#### SOURCE INFORMATION ####
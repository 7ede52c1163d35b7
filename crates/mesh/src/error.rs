use thiserror::Error;

/// Errors raised while consolidating geometry into a [`Mesh`](crate::Mesh).
#[derive(Debug, Error, PartialEq, Eq)]
pub enum MeshError {
    /// Fewer than 3 usable points were supplied, so no triangle can be formed.
    #[error("cannot construct a mesh from {count} points, at least 3 are required")]
    InsufficientInput { count: usize },

    /// A pre-indexed facet refers to a vertex that does not exist.
    #[error("facet {facet} references vertex {index} but the mesh has {vertex_count} vertices")]
    IndexOutOfRange {
        facet: usize,
        index: u32,
        vertex_count: usize,
    },

    /// More distinct vertices than a `u32` index can address.
    #[error("too many vertices: {count} (max: {max})")]
    TooManyVertices { count: usize, max: usize },
}
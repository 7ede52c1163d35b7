use thiserror::Error;

use crate::Scene;

#[derive(Debug, Error)]
pub enum ImportError {
    #[error("no importer for format '{0}'")]
    UnsupportedFormat(String),

    #[error("failed to parse {format} data")]
    Parse {
        format: &'static str,
        #[source]
        source: Box<dyn std::error::Error + Send + Sync>,
    },
}

/// Decodes raw bytes into a scene graph.
///
/// `hint` names the data format, usually a file extension such as `stl`.
pub trait SceneImporter {
    fn import(&self, data: &[u8], hint: &str) -> Result<Scene, ImportError>;
}

impl<F> SceneImporter for F
where
    F: Fn(&[u8], &str) -> Result<Scene, ImportError>,
{
    fn import(&self, data: &[u8], hint: &str) -> Result<Scene, ImportError> {
        self(data, hint)
    }
}
use std::{fs::File, io::BufWriter, io::Write, path::Path};

use anyhow::Context;
use meshweld::{Mesh, Vector3};

use crate::{args, load};

pub fn obj_command(args: args::ObjArgs) -> anyhow::Result<()> {
    let mesh = load(&args.mesh)?;
    write_obj_file(&args.output, &mesh)
}

pub fn box_command(args: args::BoxArgs) -> anyhow::Result<()> {
    let mesh = Mesh::from_box(Vector3::new(args.x, args.y, args.z));
    write_obj_file(&args.output, &mesh)
}

fn write_obj_file<P: AsRef<Path>>(p: P, mesh: &Mesh) -> anyhow::Result<()> {
    let path = p.as_ref();
    let f = File::create(path).with_context(|| format!("failed to create {}", path.display()))?;
    let mut w = BufWriter::new(f);
    write_obj(&mut w, mesh)?;
    w.flush()?;
    log::info!(
        "wrote {} vertices and {} triangles to {}",
        mesh.vertex_count(),
        mesh.triangle_count(),
        path.display()
    );
    Ok(())
}

/// Writes positions, vertex normals and faces. Obj indices are 1-based and each face corner
/// uses the normal with the same index as its position.
pub fn write_obj<W: Write>(w: &mut W, mesh: &Mesh) -> std::io::Result<()> {
    writeln!(
        w,
        "# {} vertices, {} triangles",
        mesh.vertex_count(),
        mesh.triangle_count()
    )?;
    for p in mesh.vertices() {
        writeln!(w, "v {} {} {}", p.x, p.y, p.z)?;
    }
    for n in mesh.vertex_normals() {
        writeln!(w, "vn {} {} {}", n.x, n.y, n.z)?;
    }
    for f in mesh.facets() {
        let [a, b, c] = f.indices().map(|i| i + 1);
        writeln!(w, "f {a}//{a} {b}//{b} {c}//{c}")?;
    }
    Ok(())
}
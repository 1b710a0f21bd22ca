// ⚙️ Configuration - TOML file with per-section defaults
//
// Lookup order for the file:
// 1. explicit path (--config)
// 2. $CUTLERY_CONFIG
// 3. built-in defaults (no file needed)

use crate::entities::IntensityScale;
use anyhow::{bail, Context, Result};
use serde::{Deserialize, Serialize};
use std::path::{Path, PathBuf};

/// Environment variable naming a config file
pub const CONFIG_ENV: &str = "CUTLERY_CONFIG";

#[derive(Debug, Clone, Default, PartialEq, Serialize, Deserialize)]
#[serde(default)]
pub struct AppConfig {
    pub menu: MenuConfig,
    pub intensity: IntensityScale,
    pub log: LogConfig,
}

#[derive(Debug, Clone, PartialEq, Serialize, Deserialize)]
#[serde(default)]
pub struct MenuConfig {
    /// Shown on the welcome screen and in headers
    pub restaurant_name: String,

    /// Prefix for prices, e.g. "R150.00"
    pub currency: String,

    /// Start the session with the house dishes
    pub seed_defaults: bool,
}

impl Default for MenuConfig {
    fn default() -> Self {
        MenuConfig {
            restaurant_name: "Christoffel Cutlery".to_string(),
            currency: "R".to_string(),
            seed_defaults: true,
        }
    }
}

#[derive(Debug, Clone, PartialEq, Serialize, Deserialize)]
#[serde(default)]
pub struct LogConfig {
    /// tracing-subscriber filter directive; RUST_LOG wins when set
    pub filter: String,

    /// Write logs here instead of stderr
    pub file: Option<PathBuf>,
}

impl Default for LogConfig {
    fn default() -> Self {
        LogConfig {
            filter: "info".to_string(),
            file: None,
        }
    }
}

impl AppConfig {
    /// Load from a TOML file
    pub fn from_file<P: AsRef<Path>>(path: P) -> Result<Self> {
        let path = path.as_ref();

        if !path.exists() {
            bail!("Configuration file does not exist: {:?}", path);
        }

        if !path.is_file() {
            bail!("Path is not a valid file: {:?}", path);
        }

        let content = std::fs::read_to_string(path)
            .with_context(|| format!("Failed to read config file {:?}", path))?;

        Self::from_toml(&content).with_context(|| format!("Invalid config file {:?}", path))
    }

    pub fn from_toml(content: &str) -> Result<Self> {
        Ok(toml::from_str(content)?)
    }

    pub fn to_toml(&self) -> Result<String> {
        Ok(toml::to_string(self)?)
    }

    /// Resolve the config for this run (see module docs for lookup order)
    pub fn load(explicit: Option<&Path>) -> Result<Self> {
        if let Some(path) = explicit {
            return Self::from_file(path);
        }

        match std::env::var_os(CONFIG_ENV) {
            Some(path) if !path.is_empty() => Self::from_file(PathBuf::from(path)),
            _ => Ok(Self::default()),
        }
    }

    /// Collect every problem instead of stopping at the first
    pub fn validate(&self) -> std::result::Result<(), Vec<String>> {
        let mut errors = Vec::new();

        if self.menu.restaurant_name.trim().is_empty() {
            errors.push("menu.restaurant_name must not be empty".to_string());
        }

        if self.menu.currency.trim().is_empty() {
            errors.push("menu.currency must not be empty".to_string());
        }

        let scale = &self.intensity;
        for (key, value) in [
            ("intensity.balanced_from", scale.balanced_from),
            ("intensity.strong_from", scale.strong_from),
        ] {
            if !value.is_finite() || value <= 0.0 {
                errors.push(format!("{} must be a positive number, got {}", key, value));
            }
        }

        if scale.balanced_from >= scale.strong_from {
            errors.push(format!(
                "intensity.balanced_from ({}) must be below intensity.strong_from ({})",
                scale.balanced_from, scale.strong_from
            ));
        }

        if errors.is_empty() {
            Ok(())
        } else {
            Err(errors)
        }
    }
}

#[cfg(test)]
mod tests {
    use super::*;
    use std::io::Write;

    #[test]
    fn test_defaults() {
        let config = AppConfig::default();

        assert_eq!(config.menu.restaurant_name, "Christoffel Cutlery");
        assert_eq!(config.menu.currency, "R");
        assert!(config.menu.seed_defaults);
        assert_eq!(config.intensity, IntensityScale::default());
        assert_eq!(config.log.filter, "info");
        assert!(config.log.file.is_none());
        assert!(config.validate().is_ok());
    }

    #[test]
    fn test_empty_toml_is_default() {
        let config = AppConfig::from_toml("").unwrap();
        assert_eq!(config, AppConfig::default());
    }

    #[test]
    fn test_partial_toml_keeps_other_defaults() {
        let config = AppConfig::from_toml(
            r#"
            [intensity]
            strong_from = 65.0

            [menu]
            seed_defaults = false
            "#,
        )
        .unwrap();

        assert_eq!(config.intensity, IntensityScale::legacy());
        assert!(!config.menu.seed_defaults);
        assert_eq!(config.menu.currency, "R");
    }

    #[test]
    fn test_example_config_matches_defaults() {
        let config = AppConfig::from_toml(include_str!("../cutlery.example.toml")).unwrap();
        assert_eq!(config, AppConfig::default());
    }

    #[test]
    fn test_invalid_toml() {
        assert!(AppConfig::from_toml("[menu\ncurrency = ").is_err());
        assert!(AppConfig::from_toml("[menu]\nseed_defaults = \"yes\"").is_err());
    }

    #[test]
    fn test_toml_round_trip() {
        let mut config = AppConfig::default();
        config.log.file = Some(PathBuf::from("cutlery.log"));

        let text = config.to_toml().unwrap();
        assert_eq!(AppConfig::from_toml(&text).unwrap(), config);
    }

    #[test]
    fn test_validate_rejects_inverted_thresholds() {
        let mut config = AppConfig::default();
        config.intensity.balanced_from = 70.0;

        let errors = config.validate().unwrap_err();
        assert_eq!(errors.len(), 1);
        assert!(errors[0].contains("must be below"));
    }

    #[test]
    fn test_validate_collects_all_errors() {
        let mut config = AppConfig::default();
        config.menu.currency = " ".to_string();
        config.menu.restaurant_name.clear();
        config.intensity.balanced_from = -1.0;

        let errors = config.validate().unwrap_err();
        assert_eq!(errors.len(), 3);
    }

    #[test]
    fn test_from_file() {
        let mut file = tempfile::NamedTempFile::new().unwrap();
        writeln!(file, "[menu]\ncurrency = \"$\"").unwrap();

        let config = AppConfig::from_file(file.path()).unwrap();
        assert_eq!(config.menu.currency, "$");
    }

    #[test]
    fn test_from_file_missing() {
        let dir = tempfile::tempdir().unwrap();
        let missing = dir.path().join("nope.toml");

        let err = AppConfig::from_file(&missing).unwrap_err();
        assert!(err.to_string().contains("does not exist"));
    }

    #[test]
    fn test_from_file_rejects_directory() {
        let dir = tempfile::tempdir().unwrap();

        let err = AppConfig::from_file(dir.path()).unwrap_err();
        assert!(err.to_string().contains("not a valid file"));
    }

    #[test]
    fn test_load_explicit_path_wins() {
        let mut file = tempfile::NamedTempFile::new().unwrap();
        writeln!(file, "[log]\nfilter = \"debug\"").unwrap();

        let config = AppConfig::load(Some(file.path())).unwrap();
        assert_eq!(config.log.filter, "debug");
    }
}
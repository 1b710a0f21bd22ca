// Entity Models
//
// Each menu entity has:
// - Stable identity (UUID) that NEVER changes
// - Values fixed at creation (no update in place)

pub mod menu_item;

pub use menu_item::{Course, Intensity, IntensityScale, ItemId, MenuItem, ParseCourseError};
####
**REQUIRED WORK**
In the listing above, find each line with the word "does" and copy it out.

**SOLUTION TO THIS PROBLEM**
    /// A pre-indexed facet refers to a vertex that does not exist.
            bail!("Configuration file does not exist: {:?}", path);
        assert!(err.to_string().contains("does not exist"));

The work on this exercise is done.